Jared ported LZH to Atari. The fact that lh8 is the same as lh7 was an oversight. Files using larger numbered methods may as well not exist, as Jared only considers them planned features.

===UNLHA32 extensions===
UNLHA32.DLL uses its own method for testing purposes.

- lhx
It uses 128–256 KiB dictionary.

===PMarc extensions===
These compression methods are created by PMarc, a CP/M archiver created by Miyo. The archive usually has a .PMA extension.

- pc1
PopCom compressed executable archive. Details unknown.
- pm0
No compression method is applied to the source data.
- pm1
8 KB sliding window, static huffman. Seldom generated, the decompressor is reverse-engineered.
- pm2
lh5 variant with a 4 KiB sliding window.
- pms
Used to indicate PMarc self-extracting archive. Should be skipped to reveal the real format.

===LArc extensions===
LArc uses the same file format as .LZH, but was written by Kazuhiko Miki, Haruhiko Okumura and Ken Masuyama, with extension name ".LZS". The program seems to have come before LZH. It uses a binary search tree in the LZ matching.

- lzs
It supports 2 KiB sliding window, with support of maximum 17 bytes of matching length.
- lz2
It is similar to lzs, except dictionary size and match length can be changed.
- lz3
Unknown.
- lz4
No compression method is applied to the source data.
- lz5
It supports 4 KiB sliding window, with support of maximum 17 bytes of matching length.
- lz7
- lz8
Unknown.

Common implementations appear to only support lzs, lz5, plus the storage-only lz4.

==Issues==
===LHICE/ICE===
There are copies of LHICE marked as version 1.14. According to Okumura, LHICE is not written by Yoshizaki.

===Y2K11 bug===
Because of a bug, DOS time stamps from Level 0 and 1 headers after the year 2011 will be set to 1980, meaning that some utilities need to be patched. This is caused by a bug that interprets the unsigned 7-bit year number bitfield as a 5-bit number. The maximum year should be 2107 instead.
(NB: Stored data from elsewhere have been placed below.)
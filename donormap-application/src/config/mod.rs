use std::{env, fs, io::ErrorKind, path::Path};

use anyhow::{anyhow, Result};
use donormap_entities::{geo::MapPoint, id::Id};
use time::Duration;

mod raw;

const DEFAULT_CONFIG_FILE_NAME: &str = "donormap.toml";

const ENV_NAME_API_URL: &str = "DONOR_API_URL";

pub struct Config {
    pub api: Api,
    pub socket: Socket,
    pub app: App,
    pub throttle: Throttle,
    pub map: MapView,
}

pub struct Api {
    /// Base URL of the donor service REST API.
    pub base_url: String,
}

pub struct Socket {
    /// Endpoint of the push channel.
    pub url: String,
}

pub struct App {
    /// Public base path used for shareable posting links.
    pub base_path: String,
}

pub struct Throttle {
    /// Minimum gap between two bounding box searches of one map view.
    pub cooldown: Duration,
}

pub struct MapView {
    pub center: MapPoint,
    pub zoom: u8,
}

impl Config {
    pub fn try_load_from_file_or_default<P: AsRef<Path>>(file_path: Option<P>) -> Result<Self> {
        let file_path: &Path = file_path.as_ref().map(|p| p.as_ref()).unwrap_or_else(|| {
            info!("No configuration file specified. load {DEFAULT_CONFIG_FILE_NAME}");
            Path::new(DEFAULT_CONFIG_FILE_NAME)
        });

        let raw_config = match fs::read_to_string(file_path) {
            Ok(cfg_string) => toml::from_str(&cfg_string)?,
            Err(err) => match err.kind() {
                ErrorKind::NotFound => {
                    info!("{DEFAULT_CONFIG_FILE_NAME} not found => load default configuration.");
                    Ok(raw::Config::default())
                }
                _ => Err(err),
            }?,
        };
        let mut cfg = Self::try_from(raw_config)?;
        if let Ok(api_url) = env::var(ENV_NAME_API_URL) {
            cfg.api.base_url = api_url;
        }
        Ok(cfg)
    }

    /// Shareable detail link of a posting, e.g. for the confirmation
    /// dialog after a successful submission.
    pub fn posting_url(&self, id: &Id) -> String {
        format!("{}/donors/{}", self.app.base_path, id)
    }
}

impl TryFrom<raw::Config> for Config {
    type Error = anyhow::Error;

    fn try_from(from: raw::Config) -> Result<Self> {
        let raw::Config {
            api,
            socket,
            app,
            throttle,
            map,
        } = from;
        let raw::Api { base_url } = api.unwrap_or_default();
        let raw::Socket { url } = socket.unwrap_or_default();
        let raw::App { base_path } = app.unwrap_or_default();
        let cooldown = throttle
            .unwrap_or_default()
            .cooldown
            .or_else(|| raw::Throttle::default().cooldown)
            .ok_or_else(|| anyhow!("Missing throttle cooldown"))?;
        let cooldown =
            Duration::try_from(cooldown).map_err(|err| anyhow!("Invalid throttle cooldown: {err}"))?;
        let raw::MapView {
            center_lat,
            center_lng,
            zoom,
        } = map.unwrap_or_default();
        let center = MapPoint::try_from_lat_lng_deg(center_lat, center_lng)
            .map_err(|err| anyhow!("Invalid map center: {err}"))?;
        Ok(Self {
            api: Api { base_url },
            socket: Socket { url },
            app: App { base_path },
            throttle: Throttle { cooldown },
            map: MapView { center, zoom },
        })
    }
}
The newer Level 2 and 3 headers use a 32-bit Unix time instead. It suffers from the Year 2038 problem.

===Header size===
According to Micco, the author of a popular LHA library, UNLHA32.DLL, many LHA implementations do not check for the length of LHA file headers when reading the archive. Two problems could emerge from this scenario: a buffer-overrun may occur for naive implementations assuming a 4 KB max size from the original specification; antivirus software may skip over files with such large headers and fail to scan for a virus. A similar problem exists with ARJ. Micco reported this problem to Japanese authorities, but they do not consider it a valid vulnerability.

Micco went so far to conclude the development of UNLHA32 and advise people to give up on the format. Nevertheless, they came back in 2017 to fix a DLL hijacking issue.